** SOURCE DATA follows **

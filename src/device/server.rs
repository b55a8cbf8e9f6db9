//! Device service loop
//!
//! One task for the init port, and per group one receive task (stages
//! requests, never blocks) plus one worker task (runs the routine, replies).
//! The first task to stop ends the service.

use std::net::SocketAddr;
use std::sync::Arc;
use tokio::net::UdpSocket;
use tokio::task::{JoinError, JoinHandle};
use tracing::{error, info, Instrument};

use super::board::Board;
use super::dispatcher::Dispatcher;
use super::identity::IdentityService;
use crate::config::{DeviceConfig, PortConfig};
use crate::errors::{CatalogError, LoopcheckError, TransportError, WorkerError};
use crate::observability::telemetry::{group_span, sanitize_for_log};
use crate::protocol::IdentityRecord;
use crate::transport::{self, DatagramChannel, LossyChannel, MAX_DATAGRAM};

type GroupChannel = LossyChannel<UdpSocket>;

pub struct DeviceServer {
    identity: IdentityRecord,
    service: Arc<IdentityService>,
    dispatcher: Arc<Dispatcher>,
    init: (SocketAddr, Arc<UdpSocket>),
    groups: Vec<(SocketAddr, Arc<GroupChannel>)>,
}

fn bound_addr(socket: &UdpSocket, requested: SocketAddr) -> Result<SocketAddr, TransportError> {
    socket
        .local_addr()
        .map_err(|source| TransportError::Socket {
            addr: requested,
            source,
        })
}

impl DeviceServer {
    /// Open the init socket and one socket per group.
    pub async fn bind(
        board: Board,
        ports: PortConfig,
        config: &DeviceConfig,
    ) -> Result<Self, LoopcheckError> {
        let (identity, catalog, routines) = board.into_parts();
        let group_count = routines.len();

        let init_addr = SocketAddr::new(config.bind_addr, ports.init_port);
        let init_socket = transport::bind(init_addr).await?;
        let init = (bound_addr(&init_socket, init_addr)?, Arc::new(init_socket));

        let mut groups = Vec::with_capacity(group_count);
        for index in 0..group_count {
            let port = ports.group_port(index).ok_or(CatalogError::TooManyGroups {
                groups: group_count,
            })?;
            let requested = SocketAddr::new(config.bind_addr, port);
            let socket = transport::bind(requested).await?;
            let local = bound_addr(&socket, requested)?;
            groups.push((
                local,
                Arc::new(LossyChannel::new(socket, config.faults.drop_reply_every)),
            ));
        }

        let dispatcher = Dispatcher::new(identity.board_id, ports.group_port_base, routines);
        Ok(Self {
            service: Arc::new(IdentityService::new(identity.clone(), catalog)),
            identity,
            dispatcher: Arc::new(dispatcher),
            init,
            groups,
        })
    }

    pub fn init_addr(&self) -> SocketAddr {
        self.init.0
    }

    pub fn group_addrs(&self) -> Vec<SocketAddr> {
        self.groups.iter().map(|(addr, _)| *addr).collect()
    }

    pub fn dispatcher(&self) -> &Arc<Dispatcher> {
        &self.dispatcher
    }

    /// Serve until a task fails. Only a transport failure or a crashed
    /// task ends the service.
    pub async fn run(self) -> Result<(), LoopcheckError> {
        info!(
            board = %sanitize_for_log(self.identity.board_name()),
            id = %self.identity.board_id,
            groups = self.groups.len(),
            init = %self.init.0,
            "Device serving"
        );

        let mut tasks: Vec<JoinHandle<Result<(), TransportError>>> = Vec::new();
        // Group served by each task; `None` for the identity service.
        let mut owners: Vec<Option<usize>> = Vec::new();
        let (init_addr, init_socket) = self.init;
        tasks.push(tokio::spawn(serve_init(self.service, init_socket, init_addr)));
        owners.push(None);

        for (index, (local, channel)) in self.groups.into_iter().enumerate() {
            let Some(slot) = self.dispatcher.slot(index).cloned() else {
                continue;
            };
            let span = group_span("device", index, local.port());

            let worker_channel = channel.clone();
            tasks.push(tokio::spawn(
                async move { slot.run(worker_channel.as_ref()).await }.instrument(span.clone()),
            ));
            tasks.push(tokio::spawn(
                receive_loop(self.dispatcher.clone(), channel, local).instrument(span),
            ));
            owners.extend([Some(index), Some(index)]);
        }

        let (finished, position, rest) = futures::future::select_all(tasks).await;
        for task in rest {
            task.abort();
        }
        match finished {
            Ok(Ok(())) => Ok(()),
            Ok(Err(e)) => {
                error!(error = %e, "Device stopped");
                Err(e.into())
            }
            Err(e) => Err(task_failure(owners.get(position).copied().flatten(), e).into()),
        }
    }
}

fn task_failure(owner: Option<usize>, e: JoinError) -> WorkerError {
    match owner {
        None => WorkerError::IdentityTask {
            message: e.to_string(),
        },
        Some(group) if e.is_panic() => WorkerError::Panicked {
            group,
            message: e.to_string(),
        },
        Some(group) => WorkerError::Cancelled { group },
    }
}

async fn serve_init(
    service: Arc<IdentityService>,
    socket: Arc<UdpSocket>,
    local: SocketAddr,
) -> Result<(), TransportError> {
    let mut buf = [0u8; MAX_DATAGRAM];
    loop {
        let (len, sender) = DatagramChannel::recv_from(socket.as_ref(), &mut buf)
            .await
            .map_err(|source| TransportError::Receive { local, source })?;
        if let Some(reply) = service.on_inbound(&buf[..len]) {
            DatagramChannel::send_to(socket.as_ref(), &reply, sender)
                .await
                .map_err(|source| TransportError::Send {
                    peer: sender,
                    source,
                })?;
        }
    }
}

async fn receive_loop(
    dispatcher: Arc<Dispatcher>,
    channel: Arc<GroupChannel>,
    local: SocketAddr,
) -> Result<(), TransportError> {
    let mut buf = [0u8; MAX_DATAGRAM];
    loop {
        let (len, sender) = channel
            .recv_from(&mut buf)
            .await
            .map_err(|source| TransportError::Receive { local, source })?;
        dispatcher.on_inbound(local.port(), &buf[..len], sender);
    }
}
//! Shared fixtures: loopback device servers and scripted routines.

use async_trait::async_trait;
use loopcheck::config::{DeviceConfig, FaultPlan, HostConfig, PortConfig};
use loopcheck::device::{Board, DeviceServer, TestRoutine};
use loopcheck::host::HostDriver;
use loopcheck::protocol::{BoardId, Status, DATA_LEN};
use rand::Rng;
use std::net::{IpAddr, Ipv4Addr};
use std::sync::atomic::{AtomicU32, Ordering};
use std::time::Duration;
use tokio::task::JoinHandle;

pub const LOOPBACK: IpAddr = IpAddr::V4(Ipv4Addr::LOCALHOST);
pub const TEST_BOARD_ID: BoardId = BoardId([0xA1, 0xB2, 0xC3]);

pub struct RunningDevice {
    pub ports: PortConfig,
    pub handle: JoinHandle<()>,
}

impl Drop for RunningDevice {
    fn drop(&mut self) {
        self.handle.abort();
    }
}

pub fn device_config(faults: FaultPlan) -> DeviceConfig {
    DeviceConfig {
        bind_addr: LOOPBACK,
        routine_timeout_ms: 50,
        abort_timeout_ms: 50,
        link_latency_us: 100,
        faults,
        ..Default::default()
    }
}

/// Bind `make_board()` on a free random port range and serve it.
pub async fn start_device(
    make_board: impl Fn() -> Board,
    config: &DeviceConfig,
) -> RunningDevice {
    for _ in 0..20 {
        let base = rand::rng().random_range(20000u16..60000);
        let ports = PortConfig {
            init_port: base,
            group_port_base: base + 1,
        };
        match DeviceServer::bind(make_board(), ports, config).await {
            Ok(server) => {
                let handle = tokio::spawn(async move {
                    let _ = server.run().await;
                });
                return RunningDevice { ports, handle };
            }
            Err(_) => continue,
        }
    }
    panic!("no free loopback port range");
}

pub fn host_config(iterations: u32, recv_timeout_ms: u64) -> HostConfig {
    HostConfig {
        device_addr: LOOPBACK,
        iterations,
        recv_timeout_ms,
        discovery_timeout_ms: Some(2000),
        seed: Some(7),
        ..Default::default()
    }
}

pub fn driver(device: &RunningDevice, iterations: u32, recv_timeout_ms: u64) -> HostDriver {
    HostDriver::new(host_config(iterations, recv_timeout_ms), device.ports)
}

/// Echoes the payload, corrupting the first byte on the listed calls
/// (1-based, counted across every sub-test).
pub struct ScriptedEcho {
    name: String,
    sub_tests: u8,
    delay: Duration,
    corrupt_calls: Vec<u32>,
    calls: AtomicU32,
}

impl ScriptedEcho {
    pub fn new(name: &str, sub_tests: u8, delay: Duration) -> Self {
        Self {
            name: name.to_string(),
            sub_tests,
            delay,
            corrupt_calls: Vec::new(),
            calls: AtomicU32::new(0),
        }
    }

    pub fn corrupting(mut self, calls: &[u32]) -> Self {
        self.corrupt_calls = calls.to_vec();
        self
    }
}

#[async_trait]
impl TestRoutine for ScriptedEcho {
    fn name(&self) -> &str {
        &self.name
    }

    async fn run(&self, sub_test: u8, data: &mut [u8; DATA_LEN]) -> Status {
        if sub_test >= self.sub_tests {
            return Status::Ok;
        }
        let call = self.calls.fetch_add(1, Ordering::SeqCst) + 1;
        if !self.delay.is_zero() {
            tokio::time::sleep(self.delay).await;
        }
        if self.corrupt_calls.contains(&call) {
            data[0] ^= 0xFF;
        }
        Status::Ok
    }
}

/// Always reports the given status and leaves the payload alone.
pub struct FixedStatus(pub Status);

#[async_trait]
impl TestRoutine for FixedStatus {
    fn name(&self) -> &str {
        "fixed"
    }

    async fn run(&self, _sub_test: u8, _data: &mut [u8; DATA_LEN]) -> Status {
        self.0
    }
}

** End of SOURCE DATA **

§ YOUR TASK: If a line above contains the word "Duration", list it.

§ THE COMPLETED TASK:
use std::time::Duration;
    delay: Duration,
    pub fn new(name: &str, sub_tests: u8, delay: Duration) -> Self {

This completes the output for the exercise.